In all these systems, security takes the position of the cornerstone of the foundation. It seems to refer to the origin of identity and to the emotional anchor it creates in our experience. As we become more aware of the agenda of the social mind and our participation in its beliefs and institutions, we notice how a false identity has solidified itself, one that places much of its trust in the external world for its security. Such an identity’s relationship with the world is utterly dependent on external circumstances for its sense of security. It cannot be used as a stable cornerstone.

If we consider the purpose of any spiritual architecture, we can see that it functions as a kind of map. Within these maps, both our distortion and wisdom reveals itself. The maps' purpose is to cultivate a new way of relating to life, not through the force of will, but organically, through a gradual expanding awareness of our distortions. The repeating patterns of our fear, impatience, anger, doubt, and loneliness reveal themselves. Our habit of projected opinions or justifications to medicate these uncomfortable feelings and to avoid any direct encounter with them becomes apparent.

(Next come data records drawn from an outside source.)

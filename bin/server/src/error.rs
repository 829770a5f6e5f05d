//! Request-boundary error handling.
//!
//! Every fault a handler can hit is converted here into a JSON body with an
//! `error` field and the matching status code; nothing propagates to the
//! caller as an unhandled fault.

use axum::Json;
use axum::extract::rejection::JsonRejection;
use axum::http::StatusCode;
use axum::response::{IntoResponse, Response};
use sentinel_ai::LlmError;
use std::fmt;

/// Errors surfaced by the gateway's route handlers.
#[derive(Debug, Clone, PartialEq, Eq)]
pub enum ApiError {
    /// The request payload was missing or empty after trimming.
    InvalidInput { message: &'static str },
    /// The request body could not be read as JSON.
    MalformedBody { message: String },
    /// The inference call failed.
    Llm(LlmError),
}

impl fmt::Display for ApiError {
    fn fmt(&self, f: &mut fmt::Formatter<'_>) -> fmt::Result {
        match self {
            Self::InvalidInput { message } => write!(f, "{message}"),
            Self::MalformedBody { message } => write!(f, "{message}"),
            Self::Llm(err) => write!(f, "{err}"),
        }
    }
}

impl std::error::Error for ApiError {}

impl From<LlmError> for ApiError {
    fn from(err: LlmError) -> Self {
        Self::Llm(err)
    }
}

impl From<JsonRejection> for ApiError {
    fn from(rejection: JsonRejection) -> Self {
        Self::MalformedBody {
            message: rejection.body_text(),
        }
    }
}

impl ApiError {
    fn status(&self) -> StatusCode {
        match self {
            Self::InvalidInput { .. } | Self::MalformedBody { .. } => StatusCode::BAD_REQUEST,
            Self::Llm(LlmError::Timeout) => StatusCode::GATEWAY_TIMEOUT,
            Self::Llm(LlmError::Unavailable { .. }) => StatusCode::SERVICE_UNAVAILABLE,
            Self::Llm(LlmError::Transport { .. }) => StatusCode::INTERNAL_SERVER_ERROR,
        }
    }

    fn message(self) -> String {
        match self {
            Self::InvalidInput { message } => message.to_string(),
            Self::MalformedBody { message } => message,
            Self::Llm(LlmError::Timeout) => "Request timeout - model is processing".to_string(),
            Self::Llm(LlmError::Unavailable { .. }) => "Model unavailable".to_string(),
            Self::Llm(LlmError::Transport { reason }) => reason,
        }
    }
}

impl IntoResponse for ApiError {
    fn into_response(self) -> Response {
        if let Self::Llm(err) = &self {
            tracing::warn!(error = %err, "inference call failed");
        }

        let status = self.status();
        let body = Json(serde_json::json!({ "error": self.message() }));
        (status, body).into_response()
    }
}
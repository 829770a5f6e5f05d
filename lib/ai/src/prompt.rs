//! Fixed prompt templates.
//!
//! Each gateway task has one immutable template with a single payload
//! insertion point. Rendering is pure string substitution; the payload is
//! embedded into a plain-text prompt unmodified. No escaping is performed;
//! the only consumer of the rendered string is the inference server's text
//! channel.

/// Which fixed prompt template applies to a request.
#[derive(Debug, Clone, Copy, PartialEq, Eq, Hash)]
pub enum TaskKind {
    /// Security review of a code snippet.
    CodeAnalysis,
    /// Free-form security Q&A.
    Chat,
    /// Threat triage of log excerpts.
    ThreatDetect,
}

const CODE_ANALYSIS_TEMPLATE: &str = "You are a cybersecurity expert. Analyze the following code for security vulnerabilities, potential exploits, and provide recommendations for improvement.\n\nCode:\n```\n{{payload}}\n```\n\nProvide a detailed security analysis including:\n1. Identified vulnerabilities\n2. Severity level (Critical/High/Medium/Low)\n3. Recommended fixes\n4. Best practices to follow\n";

const CHAT_TEMPLATE: &str =
    "You are a cybersecurity AI assistant. Answer the following question:\n\n{{payload}}";

const THREAT_DETECT_TEMPLATE: &str = "You are a threat detection AI. Analyze the following logs for potential security threats, anomalies, or suspicious activities.\n\nLogs:\n{{payload}}\n\nProvide:\n1. Detected threats or anomalies\n2. Risk level\n3. Recommended actions\n";

impl TaskKind {
    /// Returns the fixed template for this task.
    #[must_use]
    pub fn template(self) -> PromptTemplate {
        let content = match self {
            Self::CodeAnalysis => CODE_ANALYSIS_TEMPLATE,
            Self::Chat => CHAT_TEMPLATE,
            Self::ThreatDetect => THREAT_DETECT_TEMPLATE,
        };
        PromptTemplate { content }
    }

    /// Renders this task's template with the given payload.
    ///
    /// Callers must have already rejected empty payloads; an all-whitespace
    /// payload never reaches this function through the gateway.
    #[must_use]
    pub fn render(self, payload: &str) -> String {
        self.template().render(payload)
    }
}

/// A fixed prompt template with a single `{{payload}}` insertion point.
#[derive(Debug, Clone, Copy, PartialEq, Eq)]
pub struct PromptTemplate {
    content: &'static str,
}

impl PromptTemplate {
    /// Substitutes the payload into the template's insertion point.
    #[must_use]
    pub fn render(self, payload: &str) -> String {
        self.content.replace("{{payload}}", payload)
    }

    /// Returns the raw template text.
    #[must_use]
    pub fn content(self) -> &'static str {
        self.content
    }
}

This combination of disowned feeling and projection has created core themes, stories that have familiar melodies. And yet, it is in the “conscious” present moment of these repeating top tunes that we can dissolve the patterns of all our imaginary identities and their fixations. What presents the possibility for change is a conscious awareness of these tunes. When we notice that a particular tune is currently playing, that awareness unveils Who We Really Are. In that moment of observation, that melody transforms itself from a jailer to a liberator. if we have no opinion, no label, about what we observed, that becomes a moment of freedom.

Can we consider that our current experience in the world is very similar to our own inner landscape? We can appreciate that the death of limiting false identity liberates that which is the flower of our human consciousness. Might we also open our arms to a more authentic worldview and see what is happening through the eyes of opportunity? Would we see expanded possibilities in the collapse of the structures that offered us only imitation security?

Is security that arises from the ground of Who We Really Are, individually and collectively, not our deepest refuge? Is it not the only candidate whose guidance, wisdom and power can navigate our amazing life and that of our planet with a sacred hand?